- Task item: From the line with "target.cards.len() - 1" to the line with "target_cards.insert(index, card);", retype every line exactly, including those two, and leave out the rest of the data below.

(Excerpts from a dataset)

---

//! Repositioning of cards within and across columns, and of columns within
//! a board.
//!
//! Moves are computed in two steps: a plan that validates the request
//! against the loaded columns and resolves the clamped 1-based position,
//! then an apply step that mutates the in-memory lists. A plan that
//! resolves to the card's current slot is `Unchanged` and must not reach
//! the server.

use crate::domain::column::Column;
use crate::domain::id::{position_by_id, CardId, ColumnId};
use crate::error::{Result, TaskboardError};
use serde::{Deserialize, Serialize};

/// Body of `PATCH /cards/{id}/Move`
#[derive(Debug, Clone, Copy, PartialEq, Eq, Serialize, Deserialize)]
#[serde(rename_all = "camelCase")]
pub struct MoveCardRequest {
    pub new_column_id: ColumnId,
    /// 1-based index in the target column after the move
    pub new_position: i32,
}

/// Where a card sits: column and 0-based index within its card list
#[derive(Debug, Clone, Copy, PartialEq, Eq)]
pub struct CardLocation {
    pub column_id: ColumnId,
    pub index: usize,
}

#[derive(Debug, Clone, Copy, PartialEq, Eq)]
pub enum CardMove {
    Unchanged,
    Move {
        card_id: CardId,
        from: CardLocation,
        to: CardLocation,
    },
}

impl CardMove {
    pub fn request(&self) -> Option<MoveCardRequest> {
        match self {
            Self::Unchanged => None,
            Self::Move { to, .. } => Some(MoveCardRequest {
                new_column_id: to.column_id,
                new_position: to.index as i32 + 1,
            }),
        }
    }
}

/// Finds the column and index currently holding a card
pub fn locate_card(columns: &[Column], card_id: CardId) -> Option<CardLocation> {
    columns.iter().find_map(|column| {
        column
            .cards
            .iter()
            .position(|card| card.id == card_id)
            .map(|index| CardLocation {
                column_id: column.id,
                index,
            })
    })
}

/// Resolves a move request against the loaded columns
///
/// `target_position` is 1-based; positions past the end land at the end and
/// positions below 1 land first.
pub fn plan_card_move(
    columns: &[Column],
    card_id: CardId,
    target_column_id: ColumnId,
    target_position: i32,
) -> Result<CardMove> {
    let from = locate_card(columns, card_id).ok_or(TaskboardError::CardNotFound(card_id.value()))?;
    let target = columns
        .iter()
        .find(|column| column.id == target_column_id)
        .ok_or(TaskboardError::ColumnNotInBoard(target_column_id.value()))?;

    let same_column = from.column_id == target_column_id;
    let len_after_removal = if same_column {
        target.cards.len() - 1
    } else {
        target.cards.len()
    };
    let index = (target_position.max(1) as usize - 1).min(len_after_removal);

    if same_column && index == from.index {
        return Ok(CardMove::Unchanged);
    }

    Ok(CardMove::Move {
        card_id,
        from,
        to: CardLocation {
            column_id: target_column_id,
            index,
        },
    })
}

/// Applies a planned move to the in-memory columns
///
/// The card leaves its source list, takes the target column's ID and is
/// inserted at the planned index. Both touched columns are renumbered 1..n.
pub fn apply_card_move(columns: &mut [Column], plan: &CardMove) -> Result<()> {
    let CardMove::Move { card_id, from, to } = *plan else {
        return Ok(());
    };

    let source = position_by_id(columns, from.column_id)
        .ok_or(TaskboardError::ColumnNotInBoard(from.column_id.value()))?;
    let target = position_by_id(columns, to.column_id)
        .ok_or(TaskboardError::ColumnNotInBoard(to.column_id.value()))?;

    if columns[source].cards.get(from.index).map(|card| card.id) != Some(card_id) {
        return Err(TaskboardError::CardNotFound(card_id.value()));
    }

    let mut card = columns[source].cards.remove(from.index);
    card.column_id = to.column_id;

    let target_cards = &mut columns[target].cards;
    let index = to.index.min(target_cards.len());
    target_cards.insert(index, card);

    columns[source].renumber_cards();
    columns[target].renumber_cards();
    Ok(())
}

/// Resolves a column reorder to `(from, to)` indexes, or `None` when the
/// column already sits at the requested 1-based order
pub fn plan_column_reorder(
    columns: &[Column],
    column_id: ColumnId,
    new_order: i32,
) -> Result<Option<(usize, usize)>> {
    let from = position_by_id(columns, column_id)
        .ok_or(TaskboardError::ColumnNotInBoard(column_id.value()))?;
    let to = (new_order.max(1) as usize - 1).min(columns.len() - 1);

    if from == to {
        Ok(None)
    } else {
        Ok(Some((from, to)))
    }
}

/// Moves a column between indexes and renumbers all columns 1..n
pub fn apply_column_reorder(columns: &mut Vec<Column>, from: usize, to: usize) {
    let column = columns.remove(from);
    columns.insert(to.min(columns.len()), column);
    for (index, column) in columns.iter_mut().enumerate() {
        column.order = index as i32 + 1;
    }
}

---

- Answer section:
        target.cards.len() - 1
    } else {
        target.cards.len()
    };
    let index = (target_position.max(1) as usize - 1).min(len_after_removal);

    if same_column && index == from.index {
        return Ok(CardMove::Unchanged);
    }

    Ok(CardMove::Move {
        card_id,
        from,
        to: CardLocation {
            column_id: target_column_id,
            index,
        },
    })
}

/// Applies a planned move to the in-memory columns
///
/// The card leaves its source list, takes the target column's ID and is
/// inserted at the planned index. Both touched columns are renumbered 1..n.
pub fn apply_card_move(columns: &mut [Column], plan: &CardMove) -> Result<()> {
    let CardMove::Move { card_id, from, to } = *plan else {
        return Ok(());
    };

    let source = position_by_id(columns, from.column_id)
        .ok_or(TaskboardError::ColumnNotInBoard(from.column_id.value()))?;
    let target = position_by_id(columns, to.column_id)
        .ok_or(TaskboardError::ColumnNotInBoard(to.column_id.value()))?;

    if columns[source].cards.get(from.index).map(|card| card.id) != Some(card_id) {
        return Err(TaskboardError::CardNotFound(card_id.value()));
    }

    let mut card = columns[source].cards.remove(from.index);
    card.column_id = to.column_id;

    let target_cards = &mut columns[target].cards;
    let index = to.index.min(target_cards.len());
    target_cards.insert(index, card);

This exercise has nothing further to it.